Problem statement :: Tally the lines of the records that contain the string "crate", then give the total and nothing more.

(Records from a collection)

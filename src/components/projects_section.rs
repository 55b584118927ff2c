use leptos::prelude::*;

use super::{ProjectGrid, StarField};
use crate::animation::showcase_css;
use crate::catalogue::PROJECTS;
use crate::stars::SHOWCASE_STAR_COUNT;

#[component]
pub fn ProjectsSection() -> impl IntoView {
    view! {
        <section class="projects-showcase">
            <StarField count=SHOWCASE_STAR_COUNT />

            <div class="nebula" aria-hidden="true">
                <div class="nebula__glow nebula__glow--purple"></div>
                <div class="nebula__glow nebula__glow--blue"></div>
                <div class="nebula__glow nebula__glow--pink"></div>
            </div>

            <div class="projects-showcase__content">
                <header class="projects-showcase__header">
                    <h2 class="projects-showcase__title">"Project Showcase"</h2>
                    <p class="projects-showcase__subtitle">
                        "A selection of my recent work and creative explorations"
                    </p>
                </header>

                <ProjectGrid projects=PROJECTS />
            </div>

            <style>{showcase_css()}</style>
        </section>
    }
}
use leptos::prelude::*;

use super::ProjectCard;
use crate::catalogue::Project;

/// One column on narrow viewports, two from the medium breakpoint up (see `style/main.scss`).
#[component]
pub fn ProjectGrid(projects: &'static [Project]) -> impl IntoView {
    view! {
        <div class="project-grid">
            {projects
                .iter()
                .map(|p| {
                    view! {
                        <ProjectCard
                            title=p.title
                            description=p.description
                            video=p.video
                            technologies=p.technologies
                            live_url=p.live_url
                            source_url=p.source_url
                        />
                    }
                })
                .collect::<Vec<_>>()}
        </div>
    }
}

Answer to the exercise :: 4